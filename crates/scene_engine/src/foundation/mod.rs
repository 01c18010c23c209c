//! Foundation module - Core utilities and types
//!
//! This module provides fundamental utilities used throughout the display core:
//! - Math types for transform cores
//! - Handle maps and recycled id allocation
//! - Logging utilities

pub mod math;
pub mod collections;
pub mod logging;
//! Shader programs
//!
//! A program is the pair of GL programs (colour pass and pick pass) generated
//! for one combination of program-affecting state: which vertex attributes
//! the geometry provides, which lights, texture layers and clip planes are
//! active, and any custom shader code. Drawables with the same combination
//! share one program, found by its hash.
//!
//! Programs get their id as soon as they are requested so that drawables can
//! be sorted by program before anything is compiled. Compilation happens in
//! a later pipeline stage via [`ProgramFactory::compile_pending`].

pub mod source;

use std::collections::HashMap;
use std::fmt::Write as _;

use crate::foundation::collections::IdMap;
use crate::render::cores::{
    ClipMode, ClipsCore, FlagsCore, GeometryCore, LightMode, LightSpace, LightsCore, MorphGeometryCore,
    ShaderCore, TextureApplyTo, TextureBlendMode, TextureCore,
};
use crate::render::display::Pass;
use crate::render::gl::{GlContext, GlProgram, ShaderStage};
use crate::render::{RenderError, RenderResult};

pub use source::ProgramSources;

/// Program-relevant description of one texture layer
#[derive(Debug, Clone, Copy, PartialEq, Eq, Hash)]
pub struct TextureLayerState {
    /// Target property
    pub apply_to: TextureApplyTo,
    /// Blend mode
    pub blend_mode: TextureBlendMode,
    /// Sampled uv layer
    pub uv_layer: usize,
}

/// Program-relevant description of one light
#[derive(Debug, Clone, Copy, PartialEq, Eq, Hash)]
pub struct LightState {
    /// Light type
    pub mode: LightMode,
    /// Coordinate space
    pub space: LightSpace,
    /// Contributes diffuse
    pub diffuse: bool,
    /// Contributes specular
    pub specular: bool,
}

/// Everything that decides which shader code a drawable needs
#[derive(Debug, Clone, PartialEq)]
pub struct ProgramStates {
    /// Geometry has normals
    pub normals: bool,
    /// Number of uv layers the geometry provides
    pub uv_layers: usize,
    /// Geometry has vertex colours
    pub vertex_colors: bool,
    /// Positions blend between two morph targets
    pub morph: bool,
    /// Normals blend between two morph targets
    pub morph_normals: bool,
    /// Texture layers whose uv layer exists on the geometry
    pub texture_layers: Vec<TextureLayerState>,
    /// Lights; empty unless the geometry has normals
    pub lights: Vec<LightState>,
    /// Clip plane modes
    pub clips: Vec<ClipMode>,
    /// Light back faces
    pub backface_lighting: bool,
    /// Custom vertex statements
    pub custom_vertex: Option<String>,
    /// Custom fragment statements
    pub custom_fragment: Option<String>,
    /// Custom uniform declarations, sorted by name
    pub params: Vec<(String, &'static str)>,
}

--------------------

For this task, copy every line of the material in which "TextureApplyTo" appears.

## ANSWER SECTION:
    ShaderCore, TextureApplyTo, TextureBlendMode, TextureCore,
    pub apply_to: TextureApplyTo,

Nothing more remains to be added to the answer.